The Hill reported Senate Majority Leader Mitch McConnell recently acknowledged that winning college graduates and suburban women will be crucial in maintaining their Senate majority in 2020.

With the election right around the corner, Senate Republicans are concerned that Trump is alienating this segment of voters at the moment.

“The last week and a half has certainly raised the level of angst over the politics of the presidential race and consequences on the Senate. I think it’s just kind of become one thing after another. Initially the handling of COVID and now this,” declared a Republican senator who requested anonymity.

GOP senators were already anxious about keeping their majority allegedly due to the administration’s slow response to the Wuhan virus pandemic.

“There are a lot of people in the middle that are looking for calmness,” remarked a second GOP senator who also requested anonymity. “It’s the tone and the words he’s using that I think might harm us back home.”

Establishment mainstay Lisa Murkowski criticized the president by celebrating a scathing critique of Trump’s administration by former Defense Secretary Jim Mattis as “true and honest and necessary and overdue.”

She argued it might give other Republicans the determination to rebel against the president and criticize his controversial behavior.

“Perhaps we’re getting to the point where we can be more honest with the concerns we might hold internally and have the courage of our convictions to speak up,” she stated.

North Dakota Senator Kevin Cramer recognized there is growing anxiety about the upcoming election among his Republican colleagues in the Senate.

“Any type of major crises like these probably never create great opportunities for incumbents,” he said of the Wuhan virus pandemic and the latest wave of protests and riots.

“There’s a lot of anxiety as people get closer to an election. It’s an election where the numbers don’t add up great for Republicans,” he said, calling attention to the fact that Senate Republicans have to defend 23 seats while Democrats only have to keep 12 seats from flipping red.

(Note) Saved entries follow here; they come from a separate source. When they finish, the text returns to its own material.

use serde::{Deserialize, Serialize};
use std::fmt;

#[derive(Debug, Clone, Copy, PartialEq, Eq, Hash, Serialize, Deserialize)]
pub enum Category {
    #[serde(rename = "Authentication Issue")]
    Authentication,
    #[serde(rename = "Server Issue")]
    Server,
    #[serde(rename = "Performance Issue")]
    Performance,
    #[serde(rename = "Installation Issue")]
    Installation,
    #[serde(rename = "Network Issue")]
    Network,
    #[serde(rename = "General Support")]
    General,
}

impl Category {
    pub fn as_str(&self) -> &'static str {
        match self {
            Self::Authentication => "Authentication Issue",
            Self::Server => "Server Issue",
            Self::Performance => "Performance Issue",
            Self::Installation => "Installation Issue",
            Self::Network => "Network Issue",
            Self::General => "General Support",
        }
    }
}

impl fmt::Display for Category {
    fn fmt(&self, f: &mut fmt::Formatter<'_>) -> fmt::Result {
        f.write_str(self.as_str())
    }
}

#[derive(Debug, Clone, Copy, PartialEq, Eq, PartialOrd, Ord, Hash, Serialize, Deserialize)]
pub enum Priority {
    Low,
    Medium,
    High,
    Critical,
}

impl fmt::Display for Priority {
    fn fmt(&self, f: &mut fmt::Formatter<'_>) -> fmt::Result {
        let label = match self {
            Self::Low => "Low",
            Self::Medium => "Medium",
            Self::High => "High",
            Self::Critical => "Critical",
        };
        f.write_str(label)
    }
}

/// A keyword group and the outcome it produces when any keyword occurs in
/// the ticket text.
#[derive(Debug, Clone, Copy)]
pub struct KeywordRule {
    pub keywords: &'static [&'static str],
    pub category: Category,
    pub priority: Priority,
    pub base_resolution: &'static str,
}

impl KeywordRule {
    /// Substring containment against already-lowercased text.
    pub fn matches(&self, text: &str) -> bool {
        self.keywords.iter().any(|keyword| text.contains(keyword))
    }
}

/// Checked top to bottom, first match wins.
pub static RULES: [KeywordRule; 5] = [
    KeywordRule {
        keywords: &["login", "password", "authentication", "auth", "sign-in"],
        category: Category::Authentication,
        priority: Priority::High,
        base_resolution: "Ask user to reset password, verify credentials, and check authentication services.",
    },
    KeywordRule {
        keywords: &["server", "500", "crash", "down", "timeout"],
        category: Category::Server,
        priority: Priority::Critical,
        base_resolution: "Check server logs, restart services, and alert the backend team immediately.",
    },
    KeywordRule {
        keywords: &["slow", "performance", "lag", "latency"],
        category: Category::Performance,
        priority: Priority::Medium,
        base_resolution: "Analyze system load, optimize database queries, and scale resources.",
    },
    KeywordRule {
        keywords: &["install", "setup", "config", "configuration"],
        category: Category::Installation,
        priority: Priority::Low,
        base_resolution: "Send installation documentation and verify system requirements.",
    },
    KeywordRule {
        keywords: &["network", "internet", "wifi", "connection", "dns"],
        category: Category::Network,
        priority: Priority::High,
        base_resolution: "Check firewall rules, DNS settings, and general connectivity.",
    },
];

pub static DEFAULT_RULE: KeywordRule = KeywordRule {
    keywords: &[],
    category: Category::General,
    priority: Priority::Low,
    base_resolution: "Request more details from the user and assign to a support agent.",
};
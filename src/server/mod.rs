pub mod handlers;
pub mod types;

use crate::{
    Error, Result,
    analyzer::TicketAnalyzer,
    config::Config,
    search::{DuckDuckGoProvider, WebSearcher},
};
use axum::{
    Router,
    response::{IntoResponse, Response},
    routing::{get, post},
};
use handlers::AppState;
use std::{any::Any, net::SocketAddr, sync::Arc};
use tower_http::{catch_panic::CatchPanicLayer, cors::CorsLayer, trace::TraceLayer};
use tracing::info;

pub async fn run(config: Config) -> Result<()> {
    let provider = DuckDuckGoProvider::new(&config.search)?;
    let searcher = WebSearcher::new(Arc::new(provider), &config.search);
    let app = router(AppState::new(TicketAnalyzer::new(searcher)));

    let addr = SocketAddr::new(config.server.host.parse()?, config.server.port);

    info!("Starting server on {}", addr);

    let listener = tokio::net::TcpListener::bind(addr).await?;
    axum::serve(listener, app)
        .with_graceful_shutdown(shutdown_signal())
        .await?;

    info!("Server stopped");

    Ok(())
}

/// Builds the application router.
///
/// CORS mirrors the caller's origin, method and headers and allows
/// credentials, which is the only way to "allow everything" once credentials
/// are involved.
pub fn router(state: AppState) -> Router {
    Router::new()
        .route("/", get(handlers::root))
        .route("/analyze-ticket", post(handlers::analyze_ticket))
        .with_state(state)
        .layer(CatchPanicLayer::custom(handle_panic))
        .layer(TraceLayer::new_for_http())
        .layer(CorsLayer::very_permissive())
}

fn handle_panic(err: Box<dyn Any + Send + 'static>) -> Response {
    let detail = if let Some(s) = err.downcast_ref::<String>() {
        s.clone()
    } else if let Some(s) = err.downcast_ref::<&str>() {
        s.to_string()
    } else {
        "unknown panic".to_string()
    };

    Error::internal(format!("handler panicked: {}", detail)).into_response()
}

async fn shutdown_signal() {
    let ctrl_c = async {
        if let Err(e) = tokio::signal::ctrl_c().await {
            tracing::error!("Failed to listen for Ctrl-C: {}", e);
            std::future::pending::<()>().await;
        }
    };

    #[cfg(unix)]
    let terminate = async {
        match tokio::signal::unix::signal(tokio::signal::unix::SignalKind::terminate()) {
            Ok(mut signal) => {
                signal.recv().await;
            }
            Err(e) => {
                tracing::error!("Failed to listen for SIGTERM: {}", e);
                std::future::pending::<()>().await;
            }
        }
    };

    #[cfg(not(unix))]
    let terminate = std::future::pending::<()>();

    tokio::select! {
        _ = ctrl_c => {},
        _ = terminate => {},
    }

    info!("Shutdown signal received");
}
use crate::classifier::{Category, Priority};
use serde::{Deserialize, Serialize};

#[derive(Debug, Clone, Serialize, Deserialize)]
pub struct TicketRequest {
    pub title: String,
    pub description: String,
}

#[derive(Debug, Clone, Serialize, Deserialize)]
pub struct TicketResponse {
    pub category: Category,
    pub priority: Priority,
    pub resolution: String,
    pub timestamp: String,
}

#[derive(Debug, Serialize, Deserialize)]
pub struct InfoResponse {
    pub message: String,
}

#[derive(Debug, Serialize, Deserialize)]
pub struct ErrorResponse {
    pub detail: String,
}
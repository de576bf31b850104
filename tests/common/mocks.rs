use async_trait::async_trait;
use ticket_triage::{
    Error, Result,
    search::{SearchHit, SearchProvider},
};
use std::sync::{Arc, Mutex};

/// A recorded call to a mock search provider
#[derive(Debug, Clone, PartialEq)]
pub struct SearchCall {
    pub query: String,
    pub region: String,
    pub max_results: usize,
}

/// Mock search provider for testing
#[derive(Debug, Clone)]
pub struct MockSearchProvider {
    pub hits: Arc<Mutex<Vec<SearchHit>>>,
    pub calls: Arc<Mutex<Vec<SearchCall>>>,
    pub error: Option<String>,
}

impl MockSearchProvider {
    pub fn new() -> Self {
        Self {
            hits: Arc::new(Mutex::new(Vec::new())),
            calls: Arc::new(Mutex::new(Vec::new())),
            error: None,
        }
    }

    pub fn with_links(self, links: &[&str]) -> Self {
        *self.hits.lock().unwrap() = links.iter().map(|href| SearchHit::new(*href)).collect();
        self
    }

    pub fn with_error(mut self, error: &str) -> Self {
        self.error = Some(error.to_string());
        self
    }

    pub fn get_calls(&self) -> Vec<SearchCall> {
        self.calls.lock().unwrap().clone()
    }
}

#[async_trait]
impl SearchProvider for MockSearchProvider {
    async fn text(&self, query: &str, region: &str, max_results: usize) -> Result<Vec<SearchHit>> {
        self.calls.lock().unwrap().push(SearchCall {
            query: query.to_string(),
            region: region.to_string(),
            max_results,
        });

        if let Some(ref error) = self.error {
            return Err(Error::search(error.clone()));
        }

        Ok(self.hits.lock().unwrap().clone())
    }
}

impl Default for MockSearchProvider {
    fn default() -> Self {
        Self::new()
    }
}

/// Provider that panics, for exercising the 500 path
pub struct PanickingProvider;

#[async_trait]
impl SearchProvider for PanickingProvider {
    async fn text(&self, _query: &str, _region: &str, _max_results: usize) -> Result<Vec<SearchHit>> {
        panic!("search provider exploded");
    }
}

According to a Reuters/Ipsos poll of 1,113 adults conducted on June 1 and June 2, 55 percent of Americans voiced their disapproval of Trump’s handling of the protests while independents were also in the majority when it comes to their disapproval of Trump

In a Quinnipiac University poll released on June 3, Trump is in a statistical tie with former Vice President Joe Biden barely in the lead over Democrat favorite Joe Biden 44 percent to 43 percent, which is within the survey’s 2.9 percentage point of margin of error.

Republicans must catch on to President Trump’s America First agenda if they want to stay relevant.

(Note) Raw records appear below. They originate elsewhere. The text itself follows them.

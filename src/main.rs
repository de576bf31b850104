use anyhow::Result;
use ticket_triage::{config, server};
use tracing::info;
use tracing_subscriber::{EnvFilter, filter::LevelFilter};

/// Validates that a log level string is valid
fn validate_log_level(level: &str) -> Result<LevelFilter> {
    level.parse::<LevelFilter>().map_err(|_| {
        anyhow::anyhow!(
            "Invalid log level: '{}'. Valid levels: error, warn, info, debug, trace",
            level
        )
    })
}

/// Builds the log filter. `RUST_LOG` may carry a full filter directive and
/// overrides the configured level; an invalid value of either is an error.
fn build_filter(rust_log: Option<String>, config_level: &str) -> Result<EnvFilter> {
    match rust_log {
        Some(directives) => EnvFilter::try_new(&directives)
            .map_err(|e| anyhow::anyhow!("Invalid RUST_LOG value '{}': {}", directives, e)),
        None => validate_log_level(config_level).map(|level| EnvFilter::new(level.to_string())),
    }
}

#[tokio::main]
async fn main() -> Result<()> {
    // Load configuration first (before logging setup)
    let config = match config::load().await {
        Ok(config) => config,
        Err(e) => {
            eprintln!("Failed to load configuration: {}", e);
            std::process::exit(1);
        }
    };

    let filter = build_filter(std::env::var("RUST_LOG").ok(), &config.server.logs.level);

    let filter = match filter {
        Ok(filter) => filter,
        Err(e) => {
            eprintln!("{}", e);
            std::process::exit(1);
        }
    };

    tracing_subscriber::fmt().with_env_filter(filter).json().init();

    info!(
        "Starting ticket triage server (log level: {})",
        config.server.logs.level
    );
    info!("Configuration loaded successfully");

    server::run(config).await?;

    Ok(())
}
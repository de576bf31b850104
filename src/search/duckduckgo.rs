use super::{SearchHit, SearchProvider};
use crate::{Error, Result, config::SearchConfig};
use async_trait::async_trait;
use percent_encoding::percent_decode_str;
use reqwest::Client;
use scraper::{Html, Selector};
use std::time::Duration;
use tracing::debug;

/// Scrapes the DuckDuckGo HTML search page.
pub struct DuckDuckGoProvider {
    client: Client,
    endpoint: String,
}

impl DuckDuckGoProvider {
    pub fn new(config: &SearchConfig) -> Result<Self> {
        let client = Client::builder()
            .timeout(Duration::from_secs(config.timeout_secs))
            .user_agent(&config.user_agent)
            .build()?;

        Ok(Self {
            client,
            endpoint: format!("{}/html/", config.base_url.trim_end_matches('/')),
        })
    }
}

#[async_trait]
impl SearchProvider for DuckDuckGoProvider {
    async fn text(&self, query: &str, region: &str, max_results: usize) -> Result<Vec<SearchHit>> {
        debug!("Querying DuckDuckGo for '{}' (region: {})", query, region);

        let response = self
            .client
            .post(&self.endpoint)
            .form(&[("q", query), ("kl", region)])
            .header("Accept", "text/html")
            .send()
            .await?;

        let status = response.status();
        if !status.is_success() {
            return Err(Error::search(format!("DuckDuckGo responded with status {}", status)));
        }

        let body = response.text().await?;
        parse_results(&body, max_results)
    }
}

/// Extracts result links from a DuckDuckGo HTML page, in page order.
fn parse_results(html: &str, max_results: usize) -> Result<Vec<SearchHit>> {
    let link_selector = Selector::parse("a.result__a")
        .map_err(|e| Error::search(format!("Invalid result selector: {}", e)))?;

    let document = Html::parse_document(html);
    let hits = document
        .select(&link_selector)
        .filter_map(|link| {
            let href = unwrap_redirect(link.value().attr("href")?);
            if !href.starts_with("http") {
                return None;
            }

            let title = link.text().collect::<String>().trim().to_string();
            Some(SearchHit {
                href,
                title: (!title.is_empty()).then_some(title),
            })
        })
        .take(max_results)
        .collect();

    Ok(hits)
}

/// DuckDuckGo wraps result URLs in redirects like
/// `//duckduckgo.com/l/?uddg=https%3A%2F%2Fexample.com&rut=...`.
fn unwrap_redirect(href: &str) -> String {
    if let Some(pos) = href.find("uddg=") {
        let start = pos + "uddg=".len();
        let end = href[start..]
            .find('&')
            .map(|i| start + i)
            .unwrap_or(href.len());
        let encoded = &href[start..end];
        if !encoded.is_empty() {
            return percent_decode_str(encoded).decode_utf8_lossy().into_owned();
        }
    }
    href.to_string()
}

Namely, policies such as immigration restriction and more nationalist trade policies will need to be campaign fixtures.

The former is one of the most important issues of contemporary politics in America. The past fifty years of migration voting patterns will have tremendous implications for American politics in the next few decades. Certain civil liberties such as free speech and the right to bear arms could be under major threat thanks to migrant voting patterns.

The Republican Party needs to wake up to this reality lest they want to become irrelevant.